BEGIN

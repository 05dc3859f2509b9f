use std::borrow::Cow;

use quick_xml::events::Event;
use quick_xml::name::QName;
use quick_xml::Reader;
use thiserror::Error;

use super::SharedStrings;

#[derive(Debug, Error)]
pub enum SharedStringsError {
    #[error("xml parse error: {0}")]
    Xml(#[from] quick_xml::Error),
    #[error("utf-8 error: {0}")]
    Utf8(#[from] std::str::Utf8Error),
    #[error("malformed sharedStrings.xml: {0}")]
    Malformed(&'static str),
}

/// Parse `xl/sharedStrings.xml` into a table indexed by document order.
///
/// Rich-text items (`<si><r><t>..</t></r>..</si>`) flatten to their concatenated visible text;
/// phonetic (`<rPh>`) runs and other subtrees are skipped.
pub fn parse_shared_strings_xml(xml: &str) -> Result<SharedStrings, SharedStringsError> {
    let mut reader = Reader::from_str(xml);
    reader.config_mut().trim_text(false);

    let mut buf = Vec::new();
    let mut items = Vec::new();

    loop {
        match reader.read_event_into(&mut buf)? {
            Event::Start(e) if e.local_name().as_ref() == b"si" => {
                items.push(read_string_item(&mut reader, b"si")?);
            }
            Event::Empty(e) if e.local_name().as_ref() == b"si" => items.push(String::new()),
            Event::Eof => break,
            _ => {}
        }
        buf.clear();
    }

    Ok(SharedStrings::from_items(items))
}

/// Read the visible text of a string item (`<si>` or an inline `<is>`) up to its end tag.
pub(crate) fn read_string_item(
    reader: &mut Reader<&[u8]>,
    end_local: &[u8],
) -> Result<String, SharedStringsError> {
    let mut buf = Vec::new();
    let mut text = String::new();

    loop {
        match reader.read_event_into(&mut buf)? {
            Event::Start(e) if e.local_name().as_ref() == b"t" => {
                text.push_str(&read_text(reader, e.name().as_ref())?);
            }
            Event::Start(e) if e.local_name().as_ref() == b"r" => {
                text.push_str(&parse_r(reader)?);
            }
            Event::Start(e) => {
                // Phonetic guide runs and extensions may contain `<t>` elements that are not part
                // of the displayed string.
                reader.read_to_end_into(e.name(), &mut Vec::new())?;
            }
            Event::End(e) if e.local_name().as_ref() == end_local => break,
            Event::Eof => return Err(SharedStringsError::Malformed("unexpected eof in string item")),
            _ => {}
        }
        buf.clear();
    }

    Ok(text)
}

fn parse_r(reader: &mut Reader<&[u8]>) -> Result<String, SharedStringsError> {
    let mut buf = Vec::new();
    let mut text = String::new();

    loop {
        match reader.read_event_into(&mut buf)? {
            Event::Start(e) if e.local_name().as_ref() == b"t" => {
                text.push_str(&read_text(reader, e.name().as_ref())?);
            }
            Event::Start(e) => {
                reader.read_to_end_into(e.name(), &mut Vec::new())?;
            }
            Event::End(e) if e.local_name().as_ref() == b"r" => break,
            Event::Eof => return Err(SharedStringsError::Malformed("unexpected eof in <r>")),
            _ => {}
        }
        buf.clear();
    }

    Ok(text)
}

pub(crate) fn read_text(
    reader: &mut Reader<&[u8]>,
    end: &[u8],
) -> Result<String, SharedStringsError> {
    let end = end.to_vec();
    let mut buf = Vec::new();
    let mut text = String::new();
    loop {
        match reader.read_event_into(&mut buf)? {
            Event::Text(e) => {
                let t: Cow<'_, str> = e.unescape()?;
                text.push_str(&t);
            }
            Event::CData(e) => {
                text.push_str(std::str::from_utf8(e.as_ref())?);
            }
            Event::End(e) if e.name() == QName(end.as_slice()) => break,
            Event::Eof => return Err(SharedStringsError::Malformed("unexpected eof in <t>")),
            _ => {}
        }
        buf.clear();
    }
    Ok(text)
}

END

## Brief
Using the material above, please count the lines in which the word "items" occurs and give the number with nothing added.

## Reply
5